30 April 2013
Last updated at 04:12 ET
Working in Afghanistan, photographer Laura Lean noticed the wide variety of camouflage patterns used by members of the Nato-led International Security Assistance Force (Isaf) and set about capturing as many as she could.
"Each nation’s camouflage is unique," said Lean. "Despite the uniformity of their clothing, the camouflage fabric divides the soldiers that wear it into distinct groups. A lot of the designs have been formulated for the Afghan environment and yet the difference in patterns is extraordinary."
The term "camouflage" became widespread during World War I, though its military use had proliferated in the 19th Century as firearms became increasingly effective at longer ranges.
The aim is for the wearer to lose themselves within the terrain. Varied areas of light and dark tone are used to break up the shape of the body.
"At the start of hostilities in both Iraq and Afghanistan, most countries had a desert pattern of one sort or another," said Maj Ric Cole, of the Land Warfare Centre. "For the British it was the same pattern that had been worn in 1991, although the cut of the uniform had been improved."

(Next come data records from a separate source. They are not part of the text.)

//! Signer address verification
//!
//! A remote signing response is only trusted if the public key it carries
//! derives to the address that was asked to sign. Chains may expose several
//! address encodings for one key, so derivation yields a set of candidates.

use crate::signer::{Signature, SignerResult};
use crate::{Error, Result};
use std::sync::Arc;
use tracing::warn;

/// Chain address derivation: public key bytes to every valid address encoding
pub type AddressDerivationFn = Arc<dyn Fn(&[u8]) -> Result<Vec<String>> + Send + Sync>;

/// A signing result whose public key matched the requested signer.
///
/// Only [`SignatureVerifier::verify`] can produce one, so chain adapters
/// that accept `&VerifiedSignature` cannot attach an unchecked signature.
#[derive(Debug, Clone, PartialEq, Eq)]
pub struct VerifiedSignature {
    signer_address: String,
    result: SignerResult,
}

impl VerifiedSignature {
    /// Address that signed
    pub fn signer_address(&self) -> &str {
        &self.signer_address
    }

    /// Signature components
    pub fn signature(&self) -> &Signature {
        &self.result.signature
    }

    /// Public key that produced the signature
    pub fn public_key(&self) -> &[u8] {
        &self.result.public_key
    }

    /// Unwrap the underlying result
    pub fn into_inner(self) -> SignerResult {
        self.result
    }
}

/// Checks signing results against the requested signer
#[derive(Clone)]
pub struct SignatureVerifier {
    derive: AddressDerivationFn,
}

impl SignatureVerifier {
    /// Verifier using an injected derivation function
    pub fn new(derive: AddressDerivationFn) -> Self {
        Self { derive }
    }

    /// Verifier from a plain closure
    pub fn from_fn<F>(derive: F) -> Self
    where
        F: Fn(&[u8]) -> Result<Vec<String>> + Send + Sync + 'static,
    {
        Self::new(Arc::new(derive))
    }

    /// Every address encoding the key derives to
    pub fn candidates(&self, public_key: &[u8]) -> Result<Vec<String>> {
        (self.derive)(public_key)
    }

    /// Accept `result` only if its key derives to `signer_address`
    /// (case-insensitive). On mismatch the result is dropped.
    pub fn verify(&self, result: SignerResult, signer_address: &str) -> Result<VerifiedSignature> {
        let candidates = match self.candidates(&result.public_key) {
            Ok(candidates) => candidates,
            Err(e) => {
                warn!(
                    "Address derivation failed for {} byte public key: {}",
                    result.public_key.len(),
                    e
                );
                Vec::new()
            }
        };

        if !candidates
            .iter()
            .any(|candidate| candidate.eq_ignore_ascii_case(signer_address))
        {
            warn!(
                "Discarding signature: requested signer {} not among derived addresses {:?}",
                signer_address, candidates
            );
            return Err(Error::AddressMismatch {
                expected: signer_address.to_string(),
                candidates,
            });
        }

        Ok(VerifiedSignature {
            signer_address: signer_address.to_string(),
            result,
        })
    }
}

impl std::fmt::Debug for SignatureVerifier {
    fn fmt(&self, f: &mut std::fmt::Formatter<'_>) -> std::fmt::Result {
        f.debug_struct("SignatureVerifier").finish_non_exhaustive()
    }
}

Maj Cole said the UK’s new "multi-terrain pattern" used six colour tones blended to be effective in both desert and forest or jungle environments. But it retained a distinctive British look by using shapes from "disruptive-pattern material", the Army's previous design.
"Some patterns do use satellite and aerial images to capture tones and shades and it is certainly a science, a far cry from employing artists during World War II," said Maj Cole. "Many countries have continued to develop camouflage patterns, sometimes at great expense, while others buy theirs from companies."
"With the camouflage images, I have not shown the soldiers wearing uniforms, but their presence is hinted at," said Lean.